The police in many large cities often allow certain clubs to remain open because they know the underworld makes use of them. It is easier to sweep a net through "usual haunts" and this saves time and manpower in searching a thousand odd hidey-holes. In relation to International Law Enforcement working through its many organizations, Palaga is in the same category. A couple of bombs would blow it off the map; a combined boycott or world-enforced sanctions might kill it; an outlawing of its currency would strangle most of its activities. But it is an island of beauty in the sun. Many a jaded police chief has enjoyed its hospitality while connecting up the activities of a crime syndicate. Politicians use it as neutral territory for close-huddled conferences. Spy-catchers and spy-matchers follow tracks through Palaga with the regularity of commuters. It is the sun and fun run, the seek and hide glide, the X-marks-the spot lot, the sublime clime for the climb sublime.
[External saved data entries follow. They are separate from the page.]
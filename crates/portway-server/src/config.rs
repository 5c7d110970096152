//! Server configuration: TOML file + CLI overrides.
//!
//! The `[server]` section selects the transport variant the server listens
//! on; `[users.<name>]` tables hold the credential and timeout entries the
//! tunnel service authenticates against.

use portway_core::{TunnelError, TunnelResult, WireFormat};
use serde::Deserialize;
use std::collections::HashMap;
use std::net::SocketAddr;
use std::path::{Path, PathBuf};
use tracing::info;

/// Compiled default session timeout, hours.
pub const DEFAULT_SESSION_TIMEOUT_HOURS: u64 = 12;
/// Compiled default connection timeout, hours.
pub const DEFAULT_CONNECTION_TIMEOUT_HOURS: u64 = 1;

/// Top-level config file structure.
#[derive(Debug, Clone, Deserialize)]
pub struct ConfigFile {
    #[serde(default = "default_listener")]
    pub server: ListenerConfig,
    #[serde(default)]
    pub users: HashMap<String, UserConfig>,
}

/// `[server]` section: one typed struct per transport variant.
#[derive(Debug, Clone, Deserialize)]
#[serde(tag = "transport", rename_all = "kebab-case")]
pub enum ListenerConfig {
    /// WebSocket carrier, CBOR payloads.
    WsBinary { bind: SocketAddr },
    /// WebSocket carrier, JSON payloads.
    WsText { bind: SocketAddr },
    /// Unix-domain-socket carrier, framed CBOR. Same machine only.
    Ipc { path: PathBuf },
}

impl ListenerConfig {
    /// Payload encoding this listener speaks.
    pub fn wire_format(&self) -> WireFormat {
        match self {
            Self::WsBinary { .. } | Self::Ipc { .. } => WireFormat::Binary,
            Self::WsText { .. } => WireFormat::Text,
        }
    }
}

fn default_listener() -> ListenerConfig {
    ListenerConfig::WsBinary {
        bind: default_bind(),
    }
}

fn default_bind() -> SocketAddr {
    "127.0.0.1:8765".parse().expect("static default bind")
}

/// One `[users.<name>]` table.
#[derive(Debug, Clone, Deserialize)]
pub struct UserConfig {
    #[serde(default)]
    pub enabled: bool,
    pub password: String,
    #[serde(default)]
    pub admin: bool,
    /// Session timeout override, hours.
    pub stimeout: Option<u64>,
    /// Connection timeout override, hours.
    pub ctimeout: Option<u64>,
}

/// Resolved server configuration (file + CLI overrides applied).
#[derive(Debug, Clone)]
pub struct ServerConfig {
    pub listener: ListenerConfig,
    pub users: HashMap<String, UserConfig>,
}

impl ServerConfig {
    /// Load config from a TOML file, then apply CLI overrides.
    pub fn load(path: &Path, cli_bind: Option<SocketAddr>) -> TunnelResult<Self> {
        let content = std::fs::read_to_string(path).map_err(|e| {
            TunnelError::Config(format!("cannot read {}: {e}", path.display()))
        })?;
        let file: ConfigFile = toml::from_str(&content)
            .map_err(|e| TunnelError::Config(format!("config parse error: {e}")))?;
        info!(path = %path.display(), users = file.users.len(), "config loaded");

        let listener = match (file.server, cli_bind) {
            (ListenerConfig::WsBinary { .. }, Some(bind)) => ListenerConfig::WsBinary { bind },
            (ListenerConfig::WsText { .. }, Some(bind)) => ListenerConfig::WsText { bind },
            (listener, _) => listener,
        };

        Ok(Self {
            listener,
            users: file.users,
        })
    }
}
Flows the aquamarine sea calm-rippled between the flaming coral arms, shave-foam breakers on the silver sands, back-dropped by endless-varied colour, stepping over sculptured, awning-eyed hotels, emerald lawns fronting apartment houses with flower-rich fountain-played sun terraces. Houses of all styles, chateau, hacienda, ranch, baroque and arabesque, mosque and minaret — you name it, we've got it — dapple the olive hills, flared windows vying with the brilliant stars, throwing a rainbow halo up to the feet of Climb Sublime.